The United States Postal Service has been in trouble for a long time. With its financial shortfall growing deeper and deeper, something's got to give: Post Offices are sharply reducing their hours and even closing; there is serious talk of ending Saturday mail delivery; and now, another rate increase has been proposed. And here I'm still using up stamps from two rate increases ago.
I'm not going to protest the new postal rate increase (although I think a little more creativity in pricing structures might be helpful). I value the service that the Post Office provides, and I'm willing to pay a fair fare for my mail. I want the USPS to remain solvent.
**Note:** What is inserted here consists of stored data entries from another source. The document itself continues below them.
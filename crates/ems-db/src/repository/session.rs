//! SurrealDB implementation of [`SessionRepository`].
//!
//! The record key is the opaque session identifier, so identifier
//! uniqueness is enforced by the table itself.

use chrono::{DateTime, Utc};
use ems_core::error::EmsResult;
use ems_core::models::session::{CreateSession, Session};
use ems_core::repository::SessionRepository;
use surrealdb::{Connection, Surreal};
use surrealdb_types::SurrealValue;
use uuid::Uuid;

use crate::error::DbError;

#[derive(Debug, SurrealValue)]
struct SessionRow {
    user_id: String,
    expires_at: DateTime<Utc>,
    is_active: bool,
    user_agent: Option<String>,
    ip_address: Option<String>,
    created_at: DateTime<Utc>,
}

fn row_to_session(row: SessionRow, session_id: String) -> Result<Session, DbError> {
    let user_id = Uuid::parse_str(&row.user_id)
        .map_err(|e| DbError::decode("session", format!("invalid user UUID: {e}")))?;
    Ok(Session {
        session_id,
        user_id,
        expires_at: row.expires_at,
        is_active: row.is_active,
        user_agent: row.user_agent,
        ip_address: row.ip_address,
        created_at: row.created_at,
    })
}

#[derive(Debug, SurrealValue)]
struct CountRow {
    total: u64,
}

/// SurrealDB implementation of the Session repository.
#[derive(Clone)]
pub struct SurrealSessionRepository<C: Connection> {
    db: Surreal<C>,
}

impl<C: Connection> SurrealSessionRepository<C> {
    pub fn new(db: Surreal<C>) -> Self {
        Self { db }
    }
}

impl<C: Connection> SessionRepository for SurrealSessionRepository<C> {
    async fn create(&self, input: CreateSession) -> EmsResult<Session> {
        let session_id = input.session_id.clone();

        let result = self
            .db
            .query(
                "CREATE type::record('session', $id) SET \
                 user_id = $user_id, \
                 expires_at = $expires_at, \
                 is_active = true, \
                 user_agent = $user_agent, \
                 ip_address = $ip_address",
            )
            .bind(("id", session_id.clone()))
            .bind(("user_id", input.user_id.to_string()))
            .bind(("expires_at", input.expires_at))
            .bind(("user_agent", input.user_agent))
            .bind(("ip_address", input.ip_address))
            .await
            .map_err(DbError::from)?;

        let mut result = result
            .check()
            .map_err(|e| DbError::write("session", e))?;

        let rows: Vec<SessionRow> = result.take(0).map_err(DbError::from)?;
        let row = rows.into_iter().next().ok_or_else(|| DbError::NotFound {
            entity: "session".into(),
            id: session_id.clone(),
        })?;

        row_to_session(row, session_id).map_err(Into::into)
    }

    async fn get(&self, session_id: &str) -> EmsResult<Session> {
        let id = session_id.to_string();

        let mut result = self
            .db
            .query("SELECT * FROM type::record('session', $id)")
            .bind(("id", id.clone()))
            .await
            .map_err(DbError::from)?;

        let rows: Vec<SessionRow> = result.take(0).map_err(DbError::from)?;
        let row = rows.into_iter().next().ok_or_else(|| DbError::NotFound {
            entity: "session".into(),
            id: id.clone(),
        })?;

        row_to_session(row, id).map_err(Into::into)
    }

    async fn invalidate(&self, session_id: &str) -> EmsResult<()> {
        // UPDATE on a missing record is a no-op — logout stays
        // idempotent.
        self.db
            .query("UPDATE type::record('session', $id) SET is_active = false")
            .bind(("id", session_id.to_string()))
            .await
            .map_err(DbError::from)?;

        Ok(())
    }

    async fn delete_expired(&self) -> EmsResult<u64> {
        // Count expired sessions first, then delete.
        let mut count_result = self
            .db
            .query(
                "SELECT count() AS total FROM session \
                 WHERE expires_at < time::now() \
                 GROUP ALL",
            )
            .await
            .map_err(DbError::from)?;
        let count_rows: Vec<CountRow> = count_result.take(0).map_err(DbError::from)?;
        let total = count_rows.first().map(|r| r.total).unwrap_or(0);

        self.db
            .query("DELETE session WHERE expires_at < time::now()")
            .await
            .map_err(DbError::from)?;

        Ok(total)
    }
}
And so, I propose a project, a small crusade, my own little effort to prop up the postal pillars. I will send something by US Mail every day for a year, and I will write about my efforts here. I actually started this project back in February, but didn't get any blog entries written at that time, and a stressful period derailed my mailing for a couple of months. But if a few people will read and comment on my posts, that will help me continue.
Here is my mail for today: a Make City San Francisco postcard for my brother E. in Ghana. I am mailing it at postcard rate (one 24-cent Common Buckeye stamp, two 2-cent Navajo Jewelry stamps) to Salt Lake City, where it will be bundled with other mail to LDS missionaries in Ghana and delivered by pouch.
Here's what I wrote: "Dear E., 'Summertime, and the livin' is easy . . .' -- Amazing how exhausted and stressed out I can get, considering that my life is, in fact, quite easy. I was enormously relieved and encouraged by the positive outcome of my thesis committee meeting last week, yet I still feel tired and grumpy every morning. Let us all press on, right? I said to A. [3 1/2 years old], 'What should I write to Uncle E. on his mission?' 'A letter,' he said. 'What should I write in the letter?' 'Happy Valentine's Day, okay.' and later: 'Don't forget to watch out for the big bad wolf, okay.' So there you go. I'm happy to hear that you are having better times. May the Spirit continue to be with you. Love, T."
I know perfectly well that my mail-a-day won't make any dent in the Postal Service's $7 billion shortfall. Furthermore, my blog is unlikely to attract attention from enough people to motivate a broad effort. If nothing else, perhaps I'll get more "real" Mail back in my own mailbox, which never fails to brighten my day. If you read and comment on this blog, I will send you mail!
The USPS financial crisis seems like an intractable problem, but who knows? Maybe we can start a postal Renaissance.